The whole point of an MVC framework is to separate design (templates) from logic (controllers). However, template languages often afford a limited degree of "design logic" to occur. This includes basic if statements, loops, filtering, etc.
I've created a Django template tag that can take any list or QuerySet and "pagify" it. It splits the list up into pages based on a specified page size then adds the pages into the Context. The usage is as follows:
{% pagify articles by 20 as pages %}
I can then call a separate include to iterate over the pages and produce a nice list of pages wherever I needed it.
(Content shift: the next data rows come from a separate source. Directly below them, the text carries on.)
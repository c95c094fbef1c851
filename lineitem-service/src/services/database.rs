//! PostgreSQL backend for lineitem-service.

use crate::models::{
    Activity, Contribution, ContributionAdjustment, CreateActivity, Currency, EntityTable,
    FinancialItem, FinancialTrxn, FinancialType, LineItem, Membership, Participant, PriceField,
    PriceFieldValue, PriceSet, UpdateLineItem, UpdateMembership, UpdateParticipantFee,
};
use crate::services::ledger::{financial_items_on_edit, plan_adjustment};
use crate::services::metrics::DB_QUERY_DURATION;
use crate::services::store::{EntityStore, LedgerAdjuster};
use async_trait::async_trait;
use chrono::Utc;
use rust_decimal::Decimal;
use service_core::error::AppError;
use sqlx::postgres::{PgPool, PgPoolOptions};
use std::collections::BTreeMap;
use std::time::Duration;
use tracing::{info, instrument};

const LINE_ITEM_COLUMNS: &str = "id, contribution_id, entity_table, entity_id, price_field_id, \
     price_field_value_id, financial_type_id, label, qty, unit_price, line_total, tax_amount";

const CONTRIBUTION_COLUMNS: &str = "id, contact_id, currency, total_amount, tax_amount, \
     net_amount, fee_amount, paid_amount, contribution_status";

const MEMBERSHIP_COLUMNS: &str =
    "id, contact_id, membership_type_id, status, is_override, num_terms, start_date, end_date";

fn db_error(action: &str, e: sqlx::Error) -> AppError {
    AppError::DatabaseError(anyhow::anyhow!("Failed to {}: {}", action, e))
}

/// Database connection pool wrapper.
#[derive(Clone)]
pub struct Database {
    pool: PgPool,
}

impl Database {
    /// Create a new database connection pool.
    #[instrument(skip(database_url), fields(service = "lineitem-service"))]
    pub async fn new(
        database_url: &str,
        max_connections: u32,
        min_connections: u32,
    ) -> Result<Self, AppError> {
        info!(
            max_connections = max_connections,
            min_connections = min_connections,
            "Connecting to PostgreSQL"
        );

        let pool = PgPoolOptions::new()
            .max_connections(max_connections)
            .min_connections(min_connections)
            .acquire_timeout(Duration::from_secs(30))
            .idle_timeout(Duration::from_secs(600))
            .connect(database_url)
            .await
            .map_err(|e| AppError::DatabaseError(anyhow::anyhow!("Failed to connect: {}", e)))?;

        info!("PostgreSQL connection pool established");

        Ok(Self { pool })
    }

    /// Get a reference to the connection pool.
    pub fn pool(&self) -> &PgPool {
        &self.pool
    }

    /// Run database migrations.
    #[instrument(skip(self))]
    pub async fn run_migrations(&self) -> Result<(), AppError> {
        info!("Running database migrations");
        sqlx::migrate!("./migrations")
            .run(&self.pool)
            .await
            .map_err(|e| AppError::DatabaseError(anyhow::anyhow!("Migration failed: {}", e)))?;
        info!("Database migrations completed");
        Ok(())
    }
}

#[async_trait]
impl EntityStore for Database {
    #[instrument(skip(self))]
    async fn health_check(&self) -> Result<(), AppError> {
        sqlx::query("SELECT 1")
            .execute(&self.pool)
            .await
            .map_err(|e| AppError::DatabaseError(anyhow::anyhow!("Health check failed: {}", e)))?;
        Ok(())
    }

    // -------------------------------------------------------------------------
    // Line Item Operations
    // -------------------------------------------------------------------------

    #[instrument(skip(self), fields(line_item_id = %id))]
    async fn get_line_item(&self, id: i64) -> Result<Option<LineItem>, AppError> {
        let timer = DB_QUERY_DURATION
            .with_label_values(&["get_line_item"])
            .start_timer();

        let sql = format!("SELECT {} FROM line_items WHERE id = $1", LINE_ITEM_COLUMNS);
        let item = sqlx::query_as::<_, LineItem>(&sql)
            .bind(id)
            .fetch_optional(&self.pool)
            .await
            .map_err(|e| db_error("get line item", e))?;

        timer.observe_duration();

        Ok(item)
    }

    #[instrument(skip(self, input), fields(line_item_id = %input.id))]
    async fn update_line_item(&self, input: &UpdateLineItem) -> Result<LineItem, AppError> {
        let timer = DB_QUERY_DURATION
            .with_label_values(&["update_line_item"])
            .start_timer();

        let sql = format!(
            r#"
            UPDATE line_items
            SET financial_type_id = $2,
                label = $3,
                qty = $4,
                unit_price = $5,
                line_total = $6,
                tax_amount = $7
            WHERE id = $1
            RETURNING {}
            "#,
            LINE_ITEM_COLUMNS
        );
        let item = sqlx::query_as::<_, LineItem>(&sql)
            .bind(input.id)
            .bind(input.financial_type_id)
            .bind(&input.label)
            .bind(input.qty)
            .bind(input.unit_price)
            .bind(input.line_total)
            .bind(input.tax_amount)
            .fetch_optional(&self.pool)
            .await
            .map_err(|e| db_error("update line item", e))?
            .ok_or_else(|| AppError::NotFound(anyhow::anyhow!("Line item {} not found", input.id)))?;

        timer.observe_duration();

        info!(line_item_id = item.id, line_total = %item.line_total, "Line item updated");

        Ok(item)
    }

    #[instrument(skip(self), fields(contribution_id = %contribution_id))]
    async fn list_contribution_line_items(
        &self,
        contribution_id: i64,
    ) -> Result<Vec<LineItem>, AppError> {
        let timer = DB_QUERY_DURATION
            .with_label_values(&["list_contribution_line_items"])
            .start_timer();

        let sql = format!(
            "SELECT {} FROM line_items WHERE contribution_id = $1 ORDER BY id",
            LINE_ITEM_COLUMNS
        );
        let items = sqlx::query_as::<_, LineItem>(&sql)
            .bind(contribution_id)
            .fetch_all(&self.pool)
            .await
            .map_err(|e| db_error("list contribution line items", e))?;

        timer.observe_duration();

        Ok(items)
    }

    #[instrument(skip(self), fields(entity_table = %entity_table, entity_id = %entity_id))]
    async fn list_entity_line_items(
        &self,
        entity_table: EntityTable,
        entity_id: i64,
        positive_qty_only: bool,
    ) -> Result<Vec<LineItem>, AppError> {
        let timer = DB_QUERY_DURATION
            .with_label_values(&["list_entity_line_items"])
            .start_timer();

        let sql = format!(
            r#"
            SELECT {}
            FROM line_items
            WHERE entity_table = $1
              AND entity_id = $2
              AND ($3::bool = FALSE OR qty > 0)
            ORDER BY id
            "#,
            LINE_ITEM_COLUMNS
        );
        let items = sqlx::query_as::<_, LineItem>(&sql)
            .bind(entity_table.as_str())
            .bind(entity_id)
            .bind(positive_qty_only)
            .fetch_all(&self.pool)
            .await
            .map_err(|e| db_error("list entity line items", e))?;

        timer.observe_duration();

        Ok(items)
    }

    // -------------------------------------------------------------------------
    // Contribution and Reference Data
    // -------------------------------------------------------------------------

    #[instrument(skip(self), fields(contribution_id = %id))]
    async fn get_contribution(&self, id: i64) -> Result<Option<Contribution>, AppError> {
        let timer = DB_QUERY_DURATION
            .with_label_values(&["get_contribution"])
            .start_timer();

        let sql = format!(
            "SELECT {} FROM contributions WHERE id = $1",
            CONTRIBUTION_COLUMNS
        );
        let contribution = sqlx::query_as::<_, Contribution>(&sql)
            .bind(id)
            .fetch_optional(&self.pool)
            .await
            .map_err(|e| db_error("get contribution", e))?;

        timer.observe_duration();

        Ok(contribution)
    }

    async fn get_currency(&self, name: &str) -> Result<Option<Currency>, AppError> {
        sqlx::query_as::<_, Currency>("SELECT name, symbol FROM currencies WHERE name = $1")
            .bind(name)
            .fetch_optional(&self.pool)
            .await
            .map_err(|e| db_error("get currency", e))
    }

    async fn get_price_field(&self, id: i64) -> Result<Option<PriceField>, AppError> {
        sqlx::query_as::<_, PriceField>(
            "SELECT id, price_set_id, label, is_enter_qty FROM price_fields WHERE id = $1",
        )
        .bind(id)
        .fetch_optional(&self.pool)
        .await
        .map_err(|e| db_error("get price field", e))
    }

    async fn get_price_set(&self, id: i64) -> Result<Option<PriceSet>, AppError> {
        sqlx::query_as::<_, PriceSet>(
            "SELECT id, name, is_quick_config FROM price_sets WHERE id = $1",
        )
        .bind(id)
        .fetch_optional(&self.pool)
        .await
        .map_err(|e| db_error("get price set", e))
    }

    async fn get_price_field_value(&self, id: i64) -> Result<Option<PriceFieldValue>, AppError> {
        sqlx::query_as::<_, PriceFieldValue>(
            r#"
            SELECT id, price_field_id, label, membership_type_id, membership_num_terms
            FROM price_field_values
            WHERE id = $1
            "#,
        )
        .bind(id)
        .fetch_optional(&self.pool)
        .await
        .map_err(|e| db_error("get price field value", e))
    }

    async fn list_financial_types(
        &self,
        active_only: bool,
    ) -> Result<Vec<FinancialType>, AppError> {
        sqlx::query_as::<_, FinancialType>(
            r#"
            SELECT id, name, is_active, tax_rate
            FROM financial_types
            WHERE ($1::bool = FALSE OR is_active = TRUE)
            ORDER BY name
            "#,
        )
        .bind(active_only)
        .fetch_all(&self.pool)
        .await
        .map_err(|e| db_error("list financial types", e))
    }

    async fn get_tax_rates(&self) -> Result<BTreeMap<i64, Decimal>, AppError> {
        let rows: Vec<(i64, Decimal)> = sqlx::query_as(
            "SELECT id, tax_rate FROM financial_types WHERE tax_rate IS NOT NULL",
        )
        .fetch_all(&self.pool)
        .await
        .map_err(|e| db_error("get tax rates", e))?;

        Ok(rows.into_iter().collect())
    }

    // -------------------------------------------------------------------------
    // Dependent Records
    // -------------------------------------------------------------------------

    async fn get_membership(&self, id: i64) -> Result<Option<Membership>, AppError> {
        let sql = format!("SELECT {} FROM memberships WHERE id = $1", MEMBERSHIP_COLUMNS);
        sqlx::query_as::<_, Membership>(&sql)
            .bind(id)
            .fetch_optional(&self.pool)
            .await
            .map_err(|e| db_error("get membership", e))
    }

    #[instrument(skip(self, input), fields(membership_id = %input.id))]
    async fn update_membership(&self, input: &UpdateMembership) -> Result<Membership, AppError> {
        let timer = DB_QUERY_DURATION
            .with_label_values(&["update_membership"])
            .start_timer();

        let current = self
            .get_membership(input.id)
            .await?
            .ok_or_else(|| AppError::NotFound(anyhow::anyhow!("Membership {} not found", input.id)))?;
        let resolved = input.resolve(&current, Utc::now().date_naive());

        let sql = format!(
            r#"
            UPDATE memberships
            SET membership_type_id = $2,
                status = $3,
                is_override = $4,
                num_terms = $5
            WHERE id = $1
            RETURNING {}
            "#,
            MEMBERSHIP_COLUMNS
        );
        let membership = sqlx::query_as::<_, Membership>(&sql)
            .bind(resolved.id)
            .bind(resolved.membership_type_id)
            .bind(&resolved.status)
            .bind(resolved.is_override)
            .bind(resolved.num_terms)
            .fetch_one(&self.pool)
            .await
            .map_err(|e| db_error("update membership", e))?;

        timer.observe_duration();

        info!(status = %membership.status, num_terms = membership.num_terms, "Membership updated");

        Ok(membership)
    }

    async fn get_participant(&self, id: i64) -> Result<Option<Participant>, AppError> {
        sqlx::query_as::<_, Participant>(
            "SELECT id, contact_id, event_id, fee_level, fee_amount FROM participants WHERE id = $1",
        )
        .bind(id)
        .fetch_optional(&self.pool)
        .await
        .map_err(|e| db_error("get participant", e))
    }

    #[instrument(skip(self, input), fields(participant_id = %input.id))]
    async fn update_participant_fee(
        &self,
        input: &UpdateParticipantFee,
    ) -> Result<Participant, AppError> {
        let timer = DB_QUERY_DURATION
            .with_label_values(&["update_participant_fee"])
            .start_timer();

        let participant = sqlx::query_as::<_, Participant>(
            r#"
            UPDATE participants
            SET fee_level = $2, fee_amount = $3
            WHERE id = $1
            RETURNING id, contact_id, event_id, fee_level, fee_amount
            "#,
        )
        .bind(input.id)
        .bind(&input.fee_level)
        .bind(input.fee_amount)
        .fetch_optional(&self.pool)
        .await
        .map_err(|e| db_error("update participant", e))?
        .ok_or_else(|| AppError::NotFound(anyhow::anyhow!("Participant {} not found", input.id)))?;

        timer.observe_duration();

        Ok(participant)
    }

    #[instrument(skip(self, input), fields(source_record_id = %input.source_record_id))]
    async fn create_activity(&self, input: &CreateActivity) -> Result<Activity, AppError> {
        let activity = sqlx::query_as::<_, Activity>(
            r#"
            INSERT INTO activities (activity_type, source_record_id, target_contact_id, subject)
            VALUES ($1, $2, $3, $4)
            RETURNING id, activity_type, source_record_id, target_contact_id, subject, created_utc
            "#,
        )
        .bind(&input.activity_type)
        .bind(input.source_record_id)
        .bind(input.target_contact_id)
        .bind(&input.subject)
        .fetch_one(&self.pool)
        .await
        .map_err(|e| db_error("create activity", e))?;

        info!(activity_id = activity.id, activity_type = %activity.activity_type, "Activity recorded");

        Ok(activity)
    }

    async fn count_component(
        &self,
        component: EntityTable,
        contact_id: i64,
    ) -> Result<i64, AppError> {
        let table = match component {
            EntityTable::Contribution => "contributions",
            EntityTable::Membership => "memberships",
            EntityTable::Participant => "participants",
        };
        let sql = format!("SELECT COUNT(*) FROM {} WHERE contact_id = $1", table);
        let (count,): (i64,) = sqlx::query_as(&sql)
            .bind(contact_id)
            .fetch_one(&self.pool)
            .await
            .map_err(|e| db_error("count records", e))?;
        Ok(count)
    }
}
This seemed like an optimal way to do it because it allowed me to page any list in the context; I didn't have to rely on the controller to return paged results. But a colleague argued that this seemed like too much logic for the template. I thought this still fell within the realm of design-based logic since the page would still function even without paging, and determining page size feels like a template responsibility.
My question, is this too much logic for the template? or is this a clean way to be handling this?
It's always been my understanding that the view isn't supposed to be devoid of logic. It's just supposed to be devoid of any controller logic. Paging just has to do with how the data is displayed which is exactly what the view logic is supposed to contain.
Put it this way; what if you were using your data model in another medium, say, not on the web but via some kind of console-based application or background task? Wouldn't it be nice to be able to get "pages" of data through a controller (or manager) rather than having to somehow rely on a template to do this work for you?
While I'd certainly agree that the "look" of the paged data should be handled by your template, the "act" of paging should be left up to a controller (Django view) or even through some kind of custom manager (models.Manager) method.